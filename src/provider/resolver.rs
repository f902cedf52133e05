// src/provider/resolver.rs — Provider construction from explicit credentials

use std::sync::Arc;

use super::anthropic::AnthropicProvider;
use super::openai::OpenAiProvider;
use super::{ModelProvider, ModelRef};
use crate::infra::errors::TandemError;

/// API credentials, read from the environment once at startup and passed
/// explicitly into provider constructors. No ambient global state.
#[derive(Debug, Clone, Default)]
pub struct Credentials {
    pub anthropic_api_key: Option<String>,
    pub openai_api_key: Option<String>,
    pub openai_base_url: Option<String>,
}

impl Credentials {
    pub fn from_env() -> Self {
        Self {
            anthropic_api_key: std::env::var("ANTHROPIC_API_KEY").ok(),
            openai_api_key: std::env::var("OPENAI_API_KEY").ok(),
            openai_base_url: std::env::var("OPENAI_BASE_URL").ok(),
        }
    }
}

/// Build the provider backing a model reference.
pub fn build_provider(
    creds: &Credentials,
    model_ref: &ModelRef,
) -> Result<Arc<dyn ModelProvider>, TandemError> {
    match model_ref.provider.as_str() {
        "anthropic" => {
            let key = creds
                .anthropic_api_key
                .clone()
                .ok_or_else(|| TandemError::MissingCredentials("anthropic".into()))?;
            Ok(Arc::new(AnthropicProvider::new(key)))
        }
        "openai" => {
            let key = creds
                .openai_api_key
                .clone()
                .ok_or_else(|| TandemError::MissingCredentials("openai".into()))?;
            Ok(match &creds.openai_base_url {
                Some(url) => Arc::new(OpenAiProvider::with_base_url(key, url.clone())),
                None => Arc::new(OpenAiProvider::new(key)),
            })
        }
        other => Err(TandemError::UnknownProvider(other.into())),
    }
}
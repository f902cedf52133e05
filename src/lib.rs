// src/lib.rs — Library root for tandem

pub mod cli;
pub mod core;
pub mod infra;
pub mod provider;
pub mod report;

---

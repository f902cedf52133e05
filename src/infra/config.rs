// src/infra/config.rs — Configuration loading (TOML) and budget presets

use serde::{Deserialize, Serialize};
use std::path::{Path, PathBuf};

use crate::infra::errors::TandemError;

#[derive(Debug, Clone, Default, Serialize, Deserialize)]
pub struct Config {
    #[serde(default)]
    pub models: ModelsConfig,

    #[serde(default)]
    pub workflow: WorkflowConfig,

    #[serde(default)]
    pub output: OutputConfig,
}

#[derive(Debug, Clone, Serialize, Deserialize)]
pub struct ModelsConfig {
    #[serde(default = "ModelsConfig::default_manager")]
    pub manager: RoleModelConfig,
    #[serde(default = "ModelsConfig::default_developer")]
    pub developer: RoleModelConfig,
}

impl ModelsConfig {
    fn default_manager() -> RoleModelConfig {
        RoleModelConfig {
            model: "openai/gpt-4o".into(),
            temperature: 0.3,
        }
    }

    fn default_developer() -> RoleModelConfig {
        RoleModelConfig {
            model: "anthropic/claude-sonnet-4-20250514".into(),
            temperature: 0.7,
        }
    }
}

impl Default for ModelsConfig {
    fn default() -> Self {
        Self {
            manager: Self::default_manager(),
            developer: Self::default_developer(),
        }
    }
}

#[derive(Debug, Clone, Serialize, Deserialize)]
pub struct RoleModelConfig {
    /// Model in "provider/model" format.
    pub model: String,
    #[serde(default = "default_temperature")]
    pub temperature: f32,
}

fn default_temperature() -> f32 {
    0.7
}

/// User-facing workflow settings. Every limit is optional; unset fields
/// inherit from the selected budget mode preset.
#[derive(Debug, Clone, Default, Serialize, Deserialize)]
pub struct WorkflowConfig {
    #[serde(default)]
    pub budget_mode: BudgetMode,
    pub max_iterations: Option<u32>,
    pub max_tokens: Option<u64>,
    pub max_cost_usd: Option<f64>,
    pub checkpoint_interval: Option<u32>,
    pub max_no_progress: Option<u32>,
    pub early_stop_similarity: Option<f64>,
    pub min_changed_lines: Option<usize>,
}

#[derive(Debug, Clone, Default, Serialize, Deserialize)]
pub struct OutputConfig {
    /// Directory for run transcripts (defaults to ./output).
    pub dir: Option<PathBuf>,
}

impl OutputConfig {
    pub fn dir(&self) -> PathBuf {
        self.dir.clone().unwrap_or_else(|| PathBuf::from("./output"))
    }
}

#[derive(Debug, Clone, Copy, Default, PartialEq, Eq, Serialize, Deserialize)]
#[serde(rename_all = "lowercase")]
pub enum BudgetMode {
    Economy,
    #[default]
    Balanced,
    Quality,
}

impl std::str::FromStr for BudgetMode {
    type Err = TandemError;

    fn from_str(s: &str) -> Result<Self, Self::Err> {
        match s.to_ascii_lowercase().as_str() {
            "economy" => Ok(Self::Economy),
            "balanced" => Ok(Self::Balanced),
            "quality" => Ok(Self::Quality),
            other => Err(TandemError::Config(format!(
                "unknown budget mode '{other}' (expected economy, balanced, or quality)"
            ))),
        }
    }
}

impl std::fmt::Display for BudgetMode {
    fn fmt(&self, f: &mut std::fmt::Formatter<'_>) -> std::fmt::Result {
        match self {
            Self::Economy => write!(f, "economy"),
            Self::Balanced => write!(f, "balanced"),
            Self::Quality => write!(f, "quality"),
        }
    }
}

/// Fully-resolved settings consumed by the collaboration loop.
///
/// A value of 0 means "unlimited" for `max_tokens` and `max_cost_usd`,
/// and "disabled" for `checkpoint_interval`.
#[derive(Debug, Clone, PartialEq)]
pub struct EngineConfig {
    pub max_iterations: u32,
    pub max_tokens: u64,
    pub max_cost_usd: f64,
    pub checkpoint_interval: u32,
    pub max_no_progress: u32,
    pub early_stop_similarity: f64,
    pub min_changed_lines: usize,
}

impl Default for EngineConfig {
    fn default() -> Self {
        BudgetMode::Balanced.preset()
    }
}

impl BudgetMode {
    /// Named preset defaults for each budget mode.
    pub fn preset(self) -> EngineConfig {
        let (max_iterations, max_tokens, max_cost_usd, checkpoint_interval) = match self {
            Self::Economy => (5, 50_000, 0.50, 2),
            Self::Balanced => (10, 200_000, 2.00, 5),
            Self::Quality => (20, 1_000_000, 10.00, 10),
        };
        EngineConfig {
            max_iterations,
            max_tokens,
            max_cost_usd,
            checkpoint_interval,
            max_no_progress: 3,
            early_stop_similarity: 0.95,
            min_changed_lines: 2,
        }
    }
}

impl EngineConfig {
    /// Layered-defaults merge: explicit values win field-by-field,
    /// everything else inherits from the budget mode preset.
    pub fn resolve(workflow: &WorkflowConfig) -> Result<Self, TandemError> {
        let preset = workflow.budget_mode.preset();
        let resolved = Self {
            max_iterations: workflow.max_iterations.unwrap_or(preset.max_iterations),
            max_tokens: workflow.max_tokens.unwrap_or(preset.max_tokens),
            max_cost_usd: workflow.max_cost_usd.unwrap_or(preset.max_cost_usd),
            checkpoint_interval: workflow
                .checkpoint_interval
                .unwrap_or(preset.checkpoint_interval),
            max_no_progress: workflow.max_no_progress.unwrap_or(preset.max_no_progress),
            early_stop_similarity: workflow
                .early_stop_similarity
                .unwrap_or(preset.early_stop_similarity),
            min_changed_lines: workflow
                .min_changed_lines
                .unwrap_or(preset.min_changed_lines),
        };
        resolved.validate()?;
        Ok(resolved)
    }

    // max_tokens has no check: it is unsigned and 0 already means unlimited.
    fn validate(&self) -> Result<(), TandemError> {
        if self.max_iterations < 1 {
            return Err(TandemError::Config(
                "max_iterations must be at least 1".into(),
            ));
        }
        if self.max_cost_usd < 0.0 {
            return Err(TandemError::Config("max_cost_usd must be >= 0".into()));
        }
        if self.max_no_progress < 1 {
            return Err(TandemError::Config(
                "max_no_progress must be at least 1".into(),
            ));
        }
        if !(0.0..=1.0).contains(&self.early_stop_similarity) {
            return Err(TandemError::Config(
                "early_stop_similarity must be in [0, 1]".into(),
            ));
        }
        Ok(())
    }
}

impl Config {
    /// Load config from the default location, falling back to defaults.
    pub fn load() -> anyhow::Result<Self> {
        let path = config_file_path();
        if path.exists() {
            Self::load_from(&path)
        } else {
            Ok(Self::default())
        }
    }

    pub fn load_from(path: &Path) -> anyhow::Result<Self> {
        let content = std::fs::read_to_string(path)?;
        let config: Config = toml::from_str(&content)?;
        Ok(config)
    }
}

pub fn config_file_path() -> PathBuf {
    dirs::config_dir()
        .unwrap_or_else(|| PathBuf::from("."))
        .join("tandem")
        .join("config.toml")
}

---

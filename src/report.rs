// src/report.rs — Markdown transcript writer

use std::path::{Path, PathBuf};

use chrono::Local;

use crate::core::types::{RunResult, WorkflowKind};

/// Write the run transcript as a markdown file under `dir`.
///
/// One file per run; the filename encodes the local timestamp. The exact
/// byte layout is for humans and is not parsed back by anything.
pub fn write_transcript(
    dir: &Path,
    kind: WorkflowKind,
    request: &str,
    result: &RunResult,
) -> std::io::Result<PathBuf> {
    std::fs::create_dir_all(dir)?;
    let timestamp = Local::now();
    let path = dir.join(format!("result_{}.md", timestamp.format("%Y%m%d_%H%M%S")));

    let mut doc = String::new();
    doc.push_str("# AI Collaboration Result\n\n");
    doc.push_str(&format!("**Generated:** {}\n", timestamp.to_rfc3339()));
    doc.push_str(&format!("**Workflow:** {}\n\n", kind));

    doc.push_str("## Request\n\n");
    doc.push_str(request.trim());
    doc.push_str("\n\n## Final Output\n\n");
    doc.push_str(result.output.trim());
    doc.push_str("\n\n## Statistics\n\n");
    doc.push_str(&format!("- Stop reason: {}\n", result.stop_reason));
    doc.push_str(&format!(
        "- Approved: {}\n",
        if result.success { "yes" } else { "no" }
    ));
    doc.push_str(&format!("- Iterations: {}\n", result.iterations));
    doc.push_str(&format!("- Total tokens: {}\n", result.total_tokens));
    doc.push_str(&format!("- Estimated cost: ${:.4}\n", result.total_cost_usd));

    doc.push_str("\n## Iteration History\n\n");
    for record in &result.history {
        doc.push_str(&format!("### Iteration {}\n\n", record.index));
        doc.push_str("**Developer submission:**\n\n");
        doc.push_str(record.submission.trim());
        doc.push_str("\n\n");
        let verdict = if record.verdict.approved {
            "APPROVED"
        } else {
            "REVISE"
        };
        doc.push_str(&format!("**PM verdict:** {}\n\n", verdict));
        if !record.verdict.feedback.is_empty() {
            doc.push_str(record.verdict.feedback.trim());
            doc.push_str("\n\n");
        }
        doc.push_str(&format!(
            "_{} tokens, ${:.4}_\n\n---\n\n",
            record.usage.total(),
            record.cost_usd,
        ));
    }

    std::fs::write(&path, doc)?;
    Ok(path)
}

■ Your task:
Go through the listing above and return each line where the word "defaults" occurs.

■ Result of the task:
    /// Directory for run transcripts (defaults to ./output).
    /// Named preset defaults for each budget mode.
    /// Layered-defaults merge: explicit values win field-by-field,
    /// Load config from the default location, falling back to defaults.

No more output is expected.